> **Exercise goal**
Your answer should be the lines of the listing that contain the word "Error".

> **Records provided**
//! # SIP Method
//!
//! The method token of a request-line (RFC 3261 Section 7.1), extended with
//! RFC 3515's REFER, RFC 3265's SUBSCRIBE/NOTIFY and RFC 3428's MESSAGE.

use std::fmt;
use std::str::FromStr;

use serde::{Deserialize, Serialize};

use crate::error::{Error, Result};

#[derive(Debug, Clone, PartialEq, Eq, Hash, Serialize, Deserialize)]
pub enum Method {
    Invite,
    Ack,
    Bye,
    Cancel,
    Register,
    Options,
    Refer,
    Subscribe,
    Notify,
    Info,
    Update,
    Prack,
    Message,
    Publish,
    /// An extension method not in this list, carried verbatim.
    Other(String),
}

impl Method {
    pub fn as_str(&self) -> &str {
        match self {
            Method::Invite => "INVITE",
            Method::Ack => "ACK",
            Method::Bye => "BYE",
            Method::Cancel => "CANCEL",
            Method::Register => "REGISTER",
            Method::Options => "OPTIONS",
            Method::Refer => "REFER",
            Method::Subscribe => "SUBSCRIBE",
            Method::Notify => "NOTIFY",
            Method::Info => "INFO",
            Method::Update => "UPDATE",
            Method::Prack => "PRACK",
            Method::Message => "MESSAGE",
            Method::Publish => "PUBLISH",
            Method::Other(s) => s,
        }
    }

    /// INVITE, ACK and CANCEL create/probe a dialog-establishing transaction
    /// in ways BYE and the rest do not (RFC 3261 Section 13).
    pub fn is_dialog_creating(&self) -> bool {
        matches!(self, Method::Invite)
    }
}

impl fmt::Display for Method {
    fn fmt(&self, f: &mut fmt::Formatter<'_>) -> fmt::Result {
        write!(f, "{}", self.as_str())
    }
}

impl FromStr for Method {
    type Err = Error;

    fn from_str(s: &str) -> Result<Self> {
        if s.is_empty() {
            return Err(Error::InvalidMethod);
        }
        Ok(match s.to_ascii_uppercase().as_str() {
            "INVITE" => Method::Invite,
            "ACK" => Method::Ack,
            "BYE" => Method::Bye,
            "CANCEL" => Method::Cancel,
            "REGISTER" => Method::Register,
            "OPTIONS" => Method::Options,
            "REFER" => Method::Refer,
            "SUBSCRIBE" => Method::Subscribe,
            "NOTIFY" => Method::Notify,
            "INFO" => Method::Info,
            "UPDATE" => Method::Update,
            "PRACK" => Method::Prack,
            "MESSAGE" => Method::Message,
            "PUBLISH" => Method::Publish,
            _ => Method::Other(s.to_string()),
        })
    }
}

> **Exercise output**
use crate::error::{Error, Result};
    type Err = Error;
            return Err(Error::InvalidMethod);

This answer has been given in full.